Salah satu contoh paling awal kriminologi yang dipraktikkan adalah Kode kuno Hammurabi. Ini adalah seperangkat 282 hukum yang dikembangkan pada 1754 SM oleh raja Babilonia dengan nama yang sama untuk menetapkan hukuman yang adil bagi kejahatan yang terdaftar, dengan hukuman mati dicadangkan untuk tindakan terburuk. Selama zaman kuno, kesalahan besar sebagian besar dilihat sebagai tindakan terhadap dewa.
Selama Zaman Keemasan Yunani, para filsuf Yunani kuno berspekulasi tentang kejahatan. Platon memandang pendidikan yang buruk sebagai penyebab pelanggaran hukum, dan dengan demikian mempromosikan sekolah yang baik sebagai cara untuk mencegahnya. Aristototle percaya hukuman yang tepat akan mencegah tindak pidana di masa depan.
Namun, tidak sampai Romawi mendirikan Republik mereka bahwa pandangan yang lebih modern dari kegiatan ilegal didirikan. Pada tahun-tahun awal Republik, kelas bangsawan elit memegang kendali masyarakat. Mereka melecehkan kaum plebeian kelas bawah, kadang-kadang menghukum mereka karena hukum yang mereka langgar, yang tidak diketahui. Pada tahun 494 SM, kebanyakan orang plebeian memberontak melawan penganiayaan oleh orang kaya Roma dan memaksa Senat untuk menerbitkan undang-undang Roma tentang Dua Belas Tablet yang ditampilkan di Forum.
Pendekatan Roma terhadap perilaku melanggar hukum adalah bahwa itu adalah pelanggaran yang dilakukan terhadap komunitas yang harus dihukum oleh pemerintah. Ini telah menjadi dasar bagi pandangan Barat modern.
Selama Abad Pertengahan, pandangan tentang kejahatan sangat dipengaruhi oleh kebangkitan Gereja Katolik Roma. Sementara hukuman terhadap penjahat masih diterima, keyakinan yang kuat akan pengampunan di gereja juga menyebabkan kekhawatiran terhadap penjahat. Gereja mulai mengajarkan bahwa upaya harus dilakukan untuk menebus penjahat.

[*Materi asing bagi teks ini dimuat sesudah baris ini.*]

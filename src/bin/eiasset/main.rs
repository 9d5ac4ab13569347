//! eiasset CLI - inspect and manipulate `.res` asset archives.

use std::env;
use std::fs;
use std::path::Path;
use std::process::exit;

use tracing_subscriber::EnvFilter;

use eiasset::anm::AnmOptions;
use eiasset::fig::Figure;
use eiasset::model::import_animation;
use eiasset::res::ResFile;
use eiasset::Result;

fn main() {
    let args: Vec<String> = env::args().collect();

    // global verbosity flags; RUST_LOG wins when set
    let mut level = "warn";
    let mut filtered: Vec<&str> = Vec::new();
    for arg in &args[1..] {
        match arg.as_str() {
            "-v" | "--verbose" => level = "debug",
            "-q" | "--quiet" => level = "error",
            _ => filtered.push(arg),
        }
    }
    let filter = EnvFilter::try_from_default_env().unwrap_or_else(|_| EnvFilter::new(level));
    tracing_subscriber::fmt().with_env_filter(filter).init();

    if filtered.is_empty() {
        print_help();
        return;
    }

    let outcome = match filtered[0] {
        "list" | "l" => with_args(&filtered, 2, "list <file.res>", |a| cmd_list(a[1])),
        "extract" | "x" => with_args(&filtered, 3, "extract <file.res> <entry> [out]", |a| {
            cmd_extract(a[1], a[2], a.get(3).copied())
        }),
        "repack" | "r" => with_args(&filtered, 3, "repack <in.res> <out.res>", |a| {
            cmd_repack(a[1], a[2])
        }),
        "models" | "m" => with_args(&filtered, 2, "models <file.res>", |a| cmd_models(a[1])),
        "animations" | "a" => with_args(&filtered, 3, "animations <file.res> <model>", |a| {
            cmd_animations(a[1], a[2])
        }),
        "fig" | "f" => with_args(&filtered, 3, "fig <file.res> <entry>", |a| {
            cmd_fig(a[1], a[2])
        }),
        "anm" => with_args(&filtered, 4, "anm <file.res> <model> <animation>", |a| {
            cmd_anm(a[1], a[2], a[3])
        }),
        "help" | "h" | "-h" | "--help" => {
            print_help();
            Ok(())
        }
        _ => {
            // a bare archive path is shorthand for 'list'
            if Path::new(filtered[0]).exists() {
                cmd_list(filtered[0])
            } else {
                eprintln!("Unknown command: {}", filtered[0]);
                eprintln!();
                print_help();
                exit(1);
            }
        }
    };

    if let Err(e) = outcome {
        eprintln!("Error: {e}");
        exit(1);
    }
}

fn with_args<'a>(
    args: &'a [&'a str],
    min: usize,
    usage: &str,
    run: impl FnOnce(&'a [&'a str]) -> Result<()>,
) -> Result<()> {
    if args.len() < min {
        eprintln!("Error: missing arguments");
        eprintln!("Usage: eiasset {usage}");
        exit(1);
    }
    run(args)
}

fn print_help() {
    println!("eiasset - Evil Islands asset archive toolkit");
    println!();
    println!("USAGE:");
    println!("    eiasset [OPTIONS] <COMMAND> [ARGS]");
    println!();
    println!("COMMANDS:");
    println!("    l, list       <file>                    List archive entries");
    println!("    x, extract    <file> <entry> [out]     Extract one entry to a file");
    println!("    r, repack     <in> <out>               Rewrite compacted, nested archives included");
    println!("    m, models     <file>                   List model names");
    println!("    a, animations <file> <model>           List a model's animation sets");
    println!("    f, fig        <file> <entry>           Dump a figure's header and counts");
    println!("       anm        <file> <model> <anim>    Dump per-part animation frame counts");
    println!("    h, help                                Show this help");
    println!();
    println!("OPTIONS:");
    println!("    -v, --verbose    Show debug output");
    println!("    -q, --quiet      Errors only");
    println!();
    println!("EXAMPLES:");
    println!("    eiasset list Figures.res");
    println!("    eiasset extract Figures.res unmods.mod");
    println!("    eiasset animations Figures.res unmods");
    println!("    eiasset repack Figures.res Compact.res");
    println!();
    println!("NOTES:");
    println!("    - Passing a .res file directly is equivalent to 'list'");
    println!("    - RUST_LOG overrides the verbosity flags");
}

fn cmd_list(path: &str) -> Result<()> {
    let archive = ResFile::open(path)?;
    println!("Archive: {path}");
    println!("Entries: {}", archive.len());
    println!();
    for entry in archive.iter_entries() {
        match entry.mtime {
            Some(mtime) => println!("{:>10}  {:>12}  {}", entry.size, mtime, entry.name),
            None => println!("{:>10}  {:>12}  {}", entry.size, "-", entry.name),
        }
    }
    Ok(())
}

fn cmd_extract(path: &str, entry: &str, out: Option<&str>) -> Result<()> {
    let mut archive = ResFile::open(path)?;
    let data = archive.read_entry(entry)?;
    let out = out.map(str::to_string).unwrap_or_else(|| entry.replace(['/', '\\'], "_"));
    fs::write(&out, &data)?;
    println!("{entry}: {} bytes -> {out}", data.len());
    Ok(())
}

fn cmd_repack(input: &str, output: &str) -> Result<()> {
    let mut archive = ResFile::open(input)?;
    let bytes = archive.repack()?;
    fs::write(output, &bytes)?;
    println!("{input} -> {output} ({} bytes)", bytes.len());
    Ok(())
}

fn cmd_models(path: &str) -> Result<()> {
    let archive = ResFile::open(path)?;
    for name in archive.model_names() {
        println!("{name}");
    }
    Ok(())
}

fn cmd_animations(path: &str, model: &str) -> Result<()> {
    let mut archive = ResFile::open(path)?;
    for name in archive.animation_names(model)? {
        println!("{name}");
    }
    Ok(())
}

fn cmd_fig(path: &str, entry: &str) -> Result<()> {
    let mut archive = ResFile::open(path)?;
    let data = archive.read_entry(entry)?;
    let fig = Figure::decode(entry, &data, false)?;
    let header = &fig.header;
    println!("Figure: {entry}");
    println!("  morph variants:    {}", fig.morph_count);
    println!("  vertex blocks:     {}", header.vertex_count);
    println!("  normal blocks:     {}", header.normal_count);
    println!("  texture coords:    {}", header.texcoord_count);
    println!("  indices:           {}", header.index_count);
    println!("  vertex components: {}", header.vertex_component_count);
    println!("  morph components:  {}", header.morph_component_count);
    println!("  group / texture:   {} / {}", header.group, header.texture_number);
    Ok(())
}

fn cmd_anm(path: &str, model: &str, animation: &str) -> Result<()> {
    let mut archive = ResFile::open(path)?;
    let set = import_animation(&mut archive, model, animation, AnmOptions::default())?;
    println!("Animation: {model}/{animation}");
    for part in set.iter() {
        println!(
            "  {:<16} {} rotation frames, {} translations, {} morph frames",
            part.name,
            part.rotations.len(),
            part.translations.len(),
            part.morphs.len()
        );
    }
    Ok(())
}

Pada pertengahan abad ke-18, ketika revolusi ilmiah tumbuh di dunia Barat, para filsuf dan lainnya mulai menerapkan ilmu pengetahuan ke bidang perilaku tanpa hukum. Mereka berusaha memahami penyebabnya dan mengembangkan cara-cara yang manusiawi dan positif untuk menghadapinya.
Filsuf Italia Cesare Beccaria adalah salah satu dari kriminolog modern awal. Dia termasuk kelompok filsuf yang mengembangkan aliran pemikiran yang disarankan oleh para filsuf Pencerahan yang disebut teori klasik. Para pemikir ini percaya bahwa penjahat, sebagai makhluk dengan kehendak bebas, hanya membuat keputusan yang tampaknya sesuai dengan kepentingannya. Pandangan semacam itu menjadi landasan bagi teori pilihan rasional zaman modern. Dia percaya respon masyarakat yang benar adalah membuat perilaku kriminal kurang diinginkan dengan hukuman yang sesuai, meskipun Beccaria menentang hukuman mati.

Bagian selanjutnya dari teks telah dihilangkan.